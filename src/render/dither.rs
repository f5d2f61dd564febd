//! # Cyclic Halftone Dithering
//!
//! This module converts continuous-tone RGBA pixels to the binary
//! (black/white) bitmap a thermal head can print, using a cheap ordered
//! halftone with a cycling threshold.
//!
//! ## What is Dithering?
//!
//! Dithering simulates grayscale on a device that can only print black or
//! white. By varying the density of black dots, we create the illusion of
//! different gray levels.
//!
//! ```text
//! Grayscale:    White    Light    Medium    Dark    Black
//!               ░░░░░░   ░░▒░░░   ░▒░▒░▒   ▒▓▒▓▒▓   ██████
//! ```
//!
//! ## The Cycling Threshold
//!
//! Instead of a stored matrix, the threshold is generated by two small
//! counters that walk through 16 dither levels:
//!
//! - A **per-pixel coefficient** advances by 5 for every pixel and wraps
//!   from above 15 back around (`>15 → -16`), so neighbouring pixels land on
//!   well-separated levels.
//! - A **line-start value** seeds the coefficient for each scanline and
//!   cycles `+2 mod 16` per row, shifting the phase so columns do not stripe.
//! - A **line offset** of `y mod 6` tilts the pattern diagonally.
//!
//! The level is scaled by a fixed gradient step of 6 per channel onto the
//! 0–765 sum-of-channels luminance scale.
//!
//! ## The Dark Floor
//!
//! A pixel whose *any single channel* falls below 160 is printed solid black
//! regardless of dither phase. Near-black input must come out solid - text
//! and line art in a photo must never be broken up by the halftone pattern.
//!
//! ## Usage Example
//!
//! ```
//! use candela::render::{dither, PixelSource};
//!
//! struct Gray50;
//! impl PixelSource for Gray50 {
//!     fn width(&self) -> u32 { 64 }
//!     fn height(&self) -> u32 { 64 }
//!     fn pixel(&self, _x: u32, _y: u32) -> [u8; 4] { [200, 200, 200, 255] }
//! }
//!
//! let bitmap = dither::dither(&Gray50)?;
//! assert_eq!(bitmap.bytes_per_line(), 8);
//! # Ok::<(), candela::error::EncodingError>(())
//! ```

use super::{MonochromeRaster, PixelSource};
use crate::error::EncodingError;

/// Number of dither levels the coefficient walks through.
pub const DITHER_LEVELS: u8 = 16;

/// Per-pixel coefficient advance. 5 is coprime with 16, so all 16 levels are
/// visited before the sequence repeats.
const COEFF_STEP: u8 = 5;

/// Line-start advance per row (mod 16).
const LINE_START_STEP: u8 = 2;

/// Threshold spacing per dither level, in luminance units per channel.
/// Applied to the 3-channel sum, one level spans 18 of the 765 total.
pub const GRADIENT_STEP: u16 = 6;

/// Any channel below this value prints solid black, bypassing the halftone.
pub const CHANNEL_FLOOR: u8 = 160;

/// Decide whether one pixel prints black.
///
/// `coeff` is the current dither coefficient (0..16), `line_offset` is
/// `y mod 6`. Black when the channel sum falls under the cycling threshold,
/// or unconditionally when any channel is under [`CHANNEL_FLOOR`].
#[inline]
fn is_black(r: u8, g: u8, b: u8, coeff: u8, line_offset: u16) -> bool {
    if r < CHANNEL_FLOOR || g < CHANNEL_FLOOR || b < CHANNEL_FLOOR {
        return true;
    }
    let luminance = r as u16 + g as u16 + b as u16;
    let threshold = (coeff as u16 + line_offset) * GRADIENT_STEP * 3;
    luminance < threshold
}

/// Composite an RGBA pixel over white paper.
///
/// Transparent regions must print as paper (white), so each channel is
/// alpha-blended against 255 before thresholding.
#[inline]
fn over_white(pixel: [u8; 4]) -> (u8, u8, u8) {
    let [r, g, b, a] = pixel;
    if a == 255 {
        return (r, g, b);
    }
    let blend = |c: u8| -> u8 {
        let c = c as u16 * a as u16 + 255 * (255 - a as u16);
        ((c + 127) / 255) as u8
    };
    (blend(r), blend(g), blend(b))
}

/// Dither a pixel source into a packed monochrome bitmap.
///
/// The output has `ceil(width/8)` bytes per line, MSB-first, 1 = printed.
/// The trailing bits of the last byte in each row stay zero when the width
/// is not a multiple of 8.
///
/// ## Errors
///
/// Rejects zero-sized sources with [`EncodingError::EmptyImage`] before any
/// byte is produced.
pub fn dither(src: &(impl PixelSource + ?Sized)) -> Result<MonochromeRaster, EncodingError> {
    let (width, height) = (src.width(), src.height());
    if width == 0 || height == 0 {
        return Err(EncodingError::EmptyImage { width, height });
    }

    let mut bitmap = MonochromeRaster::blank(width, height);
    let mut line_start: u8 = 0;

    for y in 0..height {
        let mut coeff = line_start;
        let line_offset = (y % 6) as u16;

        for x in 0..width {
            let (r, g, b) = over_white(src.pixel(x, y));
            if is_black(r, g, b, coeff, line_offset) {
                bitmap.set(x, y);
            }

            coeff += COEFF_STEP;
            if coeff > DITHER_LEVELS - 1 {
                coeff -= DITHER_LEVELS;
            }
        }

        line_start = (line_start + LINE_START_STEP) % DITHER_LEVELS;
    }

    Ok(bitmap)
}

// ============================================================================
// TESTS
// ============================================================================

WHAT TO DO ->
Above are the lines; repeat exactly the ones from the line containing "or unconditionally when" down to the line containing "byte is produced.", both inclusive.

EXERCISE RESULT ->
/// or unconditionally when any channel is under [`CHANNEL_FLOOR`].
#[inline]
fn is_black(r: u8, g: u8, b: u8, coeff: u8, line_offset: u16) -> bool {
    if r < CHANNEL_FLOOR || g < CHANNEL_FLOOR || b < CHANNEL_FLOOR {
        return true;
    }
    let luminance = r as u16 + g as u16 + b as u16;
    let threshold = (coeff as u16 + line_offset) * GRADIENT_STEP * 3;
    luminance < threshold
}

/// Composite an RGBA pixel over white paper.
///
/// Transparent regions must print as paper (white), so each channel is
/// alpha-blended against 255 before thresholding.
#[inline]
fn over_white(pixel: [u8; 4]) -> (u8, u8, u8) {
    let [r, g, b, a] = pixel;
    if a == 255 {
        return (r, g, b);
    }
    let blend = |c: u8| -> u8 {
        let c = c as u16 * a as u16 + 255 * (255 - a as u16);
        ((c + 127) / 255) as u8
    };
    (blend(r), blend(g), blend(b))
}

/// Dither a pixel source into a packed monochrome bitmap.
///
/// The output has `ceil(width/8)` bytes per line, MSB-first, 1 = printed.
/// The trailing bits of the last byte in each row stay zero when the width
/// is not a multiple of 8.
///
/// ## Errors
///
/// Rejects zero-sized sources with [`EncodingError::EmptyImage`] before any
/// byte is produced.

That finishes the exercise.